» **Brief**: Within the data that follows, set down exactly the lines from the one containing "one evaluated scenario" through the one containing "report: &StabilityReport) ->", both ends included.
▬▬▬
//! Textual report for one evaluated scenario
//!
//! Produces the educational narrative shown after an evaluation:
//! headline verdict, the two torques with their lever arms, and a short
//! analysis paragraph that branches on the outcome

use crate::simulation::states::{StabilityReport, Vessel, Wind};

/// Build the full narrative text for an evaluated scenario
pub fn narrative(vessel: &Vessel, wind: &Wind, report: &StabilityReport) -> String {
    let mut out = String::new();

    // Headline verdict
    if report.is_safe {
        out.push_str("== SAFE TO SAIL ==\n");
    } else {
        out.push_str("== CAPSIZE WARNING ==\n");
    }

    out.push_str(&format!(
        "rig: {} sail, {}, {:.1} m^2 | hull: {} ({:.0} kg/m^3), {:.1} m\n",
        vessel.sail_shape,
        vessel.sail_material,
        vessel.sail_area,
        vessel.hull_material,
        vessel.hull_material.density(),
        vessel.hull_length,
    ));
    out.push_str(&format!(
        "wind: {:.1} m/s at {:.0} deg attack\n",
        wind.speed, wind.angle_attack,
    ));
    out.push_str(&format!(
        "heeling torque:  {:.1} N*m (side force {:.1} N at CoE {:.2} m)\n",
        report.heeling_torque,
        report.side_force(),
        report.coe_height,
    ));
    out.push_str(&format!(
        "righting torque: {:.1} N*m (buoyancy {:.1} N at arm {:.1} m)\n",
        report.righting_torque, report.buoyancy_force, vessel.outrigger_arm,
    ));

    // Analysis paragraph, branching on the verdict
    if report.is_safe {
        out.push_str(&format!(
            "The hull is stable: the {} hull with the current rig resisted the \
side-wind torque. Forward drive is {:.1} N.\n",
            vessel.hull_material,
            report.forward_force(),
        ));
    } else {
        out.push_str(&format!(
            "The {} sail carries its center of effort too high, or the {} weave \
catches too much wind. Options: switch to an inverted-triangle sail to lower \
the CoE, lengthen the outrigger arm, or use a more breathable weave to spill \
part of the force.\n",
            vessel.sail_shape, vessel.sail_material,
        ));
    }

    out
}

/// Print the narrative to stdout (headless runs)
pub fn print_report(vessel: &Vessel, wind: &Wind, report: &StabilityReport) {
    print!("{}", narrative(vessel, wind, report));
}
▬▬▬
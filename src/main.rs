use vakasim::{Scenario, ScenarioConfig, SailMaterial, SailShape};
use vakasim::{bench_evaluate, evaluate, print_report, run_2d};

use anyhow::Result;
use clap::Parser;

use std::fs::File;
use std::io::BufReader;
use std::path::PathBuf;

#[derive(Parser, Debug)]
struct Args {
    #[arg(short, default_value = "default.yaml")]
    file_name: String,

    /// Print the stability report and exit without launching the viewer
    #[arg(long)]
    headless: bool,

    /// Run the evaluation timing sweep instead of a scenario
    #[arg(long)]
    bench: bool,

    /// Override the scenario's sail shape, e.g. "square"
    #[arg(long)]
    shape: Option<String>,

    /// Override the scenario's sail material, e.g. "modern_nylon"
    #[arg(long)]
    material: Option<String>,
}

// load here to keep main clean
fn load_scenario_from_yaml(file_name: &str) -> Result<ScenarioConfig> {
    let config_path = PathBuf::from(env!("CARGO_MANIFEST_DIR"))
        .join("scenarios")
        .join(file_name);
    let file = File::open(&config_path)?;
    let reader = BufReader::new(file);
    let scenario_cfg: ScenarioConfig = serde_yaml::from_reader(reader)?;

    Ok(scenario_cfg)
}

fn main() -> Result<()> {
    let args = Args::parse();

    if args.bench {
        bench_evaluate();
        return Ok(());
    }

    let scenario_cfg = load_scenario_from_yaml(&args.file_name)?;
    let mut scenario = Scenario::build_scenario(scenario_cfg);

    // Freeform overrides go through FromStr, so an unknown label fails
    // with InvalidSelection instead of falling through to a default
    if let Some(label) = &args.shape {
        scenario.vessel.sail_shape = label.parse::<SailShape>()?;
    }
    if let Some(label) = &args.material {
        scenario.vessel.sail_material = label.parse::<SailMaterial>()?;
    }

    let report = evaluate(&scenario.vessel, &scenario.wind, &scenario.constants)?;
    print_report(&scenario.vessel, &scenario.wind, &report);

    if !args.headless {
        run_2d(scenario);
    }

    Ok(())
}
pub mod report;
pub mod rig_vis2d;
▬▬▬
» **Answer to the problem**:
//! Textual report for one evaluated scenario
//!
//! Produces the educational narrative shown after an evaluation:
//! headline verdict, the two torques with their lever arms, and a short
//! analysis paragraph that branches on the outcome

use crate::simulation::states::{StabilityReport, Vessel, Wind};

/// Build the full narrative text for an evaluated scenario
pub fn narrative(vessel: &Vessel, wind: &Wind, report: &StabilityReport) -> String {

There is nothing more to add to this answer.